● Data records:
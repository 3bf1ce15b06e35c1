//! Itinerary records as they are stored in the document store

use std::fmt;
use std::str::FromStr;

use chrono::{DateTime, NaiveDate, Utc};
use serde::de::{self, Deserializer};
use serde::{Deserialize, Serialize};

use crate::error::Result;
use crate::store::Document;
use crate::validation::ValidationError;

/// Collection holding itineraries
pub const ITINERARIES: &str = "itineraries";

/// Collection holding user profiles, keyed by uid
pub const USERS: &str = "Users";

/// Title shown for an activity without one
pub const UNTITLED_ACTIVITY: &str = "Untitled Activity";

/// Kind of trip
#[derive(Debug, Clone, Copy, PartialEq, Eq, Hash, Default, Serialize, Deserialize)]
#[serde(rename_all = "lowercase")]
pub enum TripType {
    Adventure,
    #[default]
    Leisure,
    Work,
    Family,
    Other,
}

impl TripType {
    pub const ALL: [TripType; 5] = [
        TripType::Adventure,
        TripType::Leisure,
        TripType::Work,
        TripType::Family,
        TripType::Other,
    ];

    pub fn as_str(&self) -> &'static str {
        match self {
            TripType::Adventure => "adventure",
            TripType::Leisure => "leisure",
            TripType::Work => "work",
            TripType::Family => "family",
            TripType::Other => "other",
        }
    }
}

impl fmt::Display for TripType {
    fn fmt(&self, f: &mut fmt::Formatter<'_>) -> fmt::Result {
        f.write_str(self.as_str())
    }
}

impl FromStr for TripType {
    type Err = ValidationError;

    fn from_str(s: &str) -> std::result::Result<Self, Self::Err> {
        let wanted = s.trim().to_lowercase();
        TripType::ALL
            .into_iter()
            .find(|trip_type| trip_type.as_str() == wanted)
            .ok_or_else(|| ValidationError::UnknownTripType(s.to_string()))
    }
}

// Forms store unset optional fields as "", read them back as `None`.
fn blank_as_none<'de, D, T>(deserializer: D) -> std::result::Result<Option<T>, D::Error>
where
    D: Deserializer<'de>,
    T: FromStr,
    T::Err: fmt::Display,
{
    let raw: Option<String> = Option::deserialize(deserializer)?;
    match raw {
        Some(value) if !value.trim().is_empty() => value.parse().map(Some).map_err(de::Error::custom),
        _ => Ok(None),
    }
}

// Nullable columns come back as `null`; read them as the field's default.
fn null_as_default<'de, D, T>(deserializer: D) -> std::result::Result<T, D::Error>
where
    D: Deserializer<'de>,
    T: Default + Deserialize<'de>,
{
    Ok(Option::<T>::deserialize(deserializer)?.unwrap_or_default())
}

/// One planned event inside an itinerary. Identified only by its position.
#[derive(Debug, Clone, Default, PartialEq, Serialize, Deserialize)]
#[serde(rename_all = "camelCase")]
pub struct Activity {
    #[serde(default, deserialize_with = "blank_as_none", skip_serializing_if = "Option::is_none")]
    pub title: Option<String>,
    #[serde(default, deserialize_with = "blank_as_none", skip_serializing_if = "Option::is_none")]
    pub date: Option<NaiveDate>,
    #[serde(default, deserialize_with = "blank_as_none", skip_serializing_if = "Option::is_none")]
    pub location: Option<String>,
    #[serde(default, deserialize_with = "blank_as_none", skip_serializing_if = "Option::is_none")]
    pub notes: Option<String>,
}

impl Activity {
    pub fn display_title(&self) -> &str {
        self.title.as_deref().unwrap_or(UNTITLED_ACTIVITY)
    }
}

/// A user-owned trip record
#[derive(Debug, Clone, PartialEq, Serialize, Deserialize)]
#[serde(rename_all = "camelCase")]
pub struct Itinerary {
    /// Assigned by the store and taken from [`Document::id`], never from the body
    #[serde(skip)]
    pub id: String,
    pub title: String,
    pub destination: String,
    pub start_date: NaiveDate,
    pub end_date: NaiveDate,
    #[serde(default)]
    pub trip_type: TripType,
    #[serde(default, deserialize_with = "null_as_default")]
    pub description: String,
    /// Hosted image URL, or "" when no image was uploaded
    #[serde(default, deserialize_with = "null_as_default")]
    pub cover_image: String,
    #[serde(default)]
    pub is_favorite: bool,
    #[serde(default, deserialize_with = "null_as_default")]
    pub activities: Vec<Activity>,
    #[serde(default)]
    pub user_id: String,
    /// Assigned by the store on every write
    #[serde(default, skip_serializing)]
    pub updated_at: Option<DateTime<Utc>>,
}

impl Itinerary {
    /// Decodes a stored document, taking the id from the store.
    pub fn from_document(document: Document) -> Result<Self> {
        let mut itinerary: Itinerary = serde_json::from_value(document.data)?;
        itinerary.id = document.id;
        Ok(itinerary)
    }

    pub fn cover_image_url(&self) -> Option<&str> {
        if self.cover_image.is_empty() {
            None
        } else {
            Some(&self.cover_image)
        }
    }

    /// e.g. `Jan 1, 2024 - Jan 5, 2024`
    pub fn date_range(&self) -> String {
        format!(
            "{} - {}",
            self.start_date.format("%b %-d, %Y"),
            self.end_date.format("%b %-d, %Y")
        )
    }

    /// Case-insensitive match of `term` against title, destination or any activity title.
    pub fn matches_search(&self, term: &str) -> bool {
        let term = term.to_lowercase();
        self.title.to_lowercase().contains(&term)
            || self.destination.to_lowercase().contains(&term)
            || self.activities.iter().any(|activity| {
                activity
                    .title
                    .as_deref()
                    .is_some_and(|title| title.to_lowercase().contains(&term))
            })
    }
}

/// Profile written once at registration under `Users/{uid}`
#[derive(Debug, Clone, PartialEq, Eq, Serialize, Deserialize)]
pub struct UserProfile {
    pub email: String,
    pub name: String,
}

#[cfg(test)]
mod tests {
    use super::*;
    use serde_json::json;

    #[test]
    fn test_trip_type_parse() {
        assert_eq!("Work".parse::<TripType>().unwrap(), TripType::Work);
        assert_eq!(TripType::default(), TripType::Leisure);
        assert!("cruise".parse::<TripType>().is_err());
        assert_eq!(TripType::Family.to_string(), "family");
    }

    #[test]
    fn test_decode_stored_document() {
        let document = Document {
            id: "abc".to_string(),
            data: json!({
                "title": "Paris Trip",
                "destination": "Paris",
                "startDate": "2024-01-01",
                "endDate": "2024-01-05",
                "tripType": "leisure",
                "coverImage": "",
                "isFavorite": false,
                "activities": [{"title": "", "date": "", "location": "Louvre", "notes": ""}],
                "userId": "user-a",
                "updatedAt": "2024-01-01T10:00:00Z"
            }),
        };

        let itinerary = Itinerary::from_document(document).unwrap();
        assert_eq!(itinerary.id, "abc");
        assert_eq!(itinerary.cover_image_url(), None);
        assert_eq!(itinerary.activities[0].title, None);
        assert_eq!(itinerary.activities[0].display_title(), UNTITLED_ACTIVITY);
        assert_eq!(itinerary.activities[0].location.as_deref(), Some("Louvre"));
        assert!(itinerary.updated_at.is_some());
        assert_eq!(itinerary.date_range(), "Jan 1, 2024 - Jan 5, 2024");
    }

    #[test]
    fn test_decode_row_with_numeric_id_and_null_columns() {
        let document = Document {
            id: "7".to_string(),
            data: json!({
                "id": 7,
                "title": "Paris Trip",
                "destination": "Paris",
                "startDate": "2024-01-01",
                "endDate": "2024-01-05",
                "description": null,
                "coverImage": null,
                "activities": null,
                "userId": "user-a"
            }),
        };

        let itinerary = Itinerary::from_document(document).unwrap();
        assert_eq!(itinerary.id, "7");
        assert_eq!(itinerary.description, "");
        assert_eq!(itinerary.cover_image_url(), None);
        assert!(itinerary.activities.is_empty());
    }

    #[test]
    fn test_serialized_shape_is_camel_case() {
        let itinerary = Itinerary {
            id: "ignored".to_string(),
            title: "Work Conf".to_string(),
            destination: "Berlin".to_string(),
            start_date: NaiveDate::from_ymd_opt(2024, 3, 1).unwrap(),
            end_date: NaiveDate::from_ymd_opt(2024, 3, 3).unwrap(),
            trip_type: TripType::Work,
            description: String::new(),
            cover_image: String::new(),
            is_favorite: true,
            activities: vec![Activity::default()],
            user_id: "user-b".to_string(),
            updated_at: None,
        };

        let value = serde_json::to_value(&itinerary).unwrap();
        assert_eq!(value["tripType"], "work");
        assert_eq!(value["isFavorite"], true);
        assert_eq!(value["userId"], "user-b");
        assert_eq!(value["startDate"], "2024-03-01");
        assert!(value.get("id").is_none());
        assert!(value.get("updatedAt").is_none());
    }

    #[test]
    fn test_matches_search() {
        let itinerary: Itinerary = serde_json::from_value(json!({
            "title": "Work Conf",
            "destination": "Berlin",
            "startDate": "2024-03-01",
            "endDate": "2024-03-03",
            "activities": [{"title": "Museum Island"}]
        }))
        .unwrap();

        assert!(itinerary.matches_search("BERLIN"));
        assert!(itinerary.matches_search("museum"));
        assert!(itinerary.matches_search(""));
        assert!(!itinerary.matches_search("paris"));
    }
}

● Aim of the exercise:
In the listing above, locate each line with "Assigned" and copy it.

● Answer for the task:
    /// Assigned by the store and taken from [`Document::id`], never from the body
    /// Assigned by the store on every write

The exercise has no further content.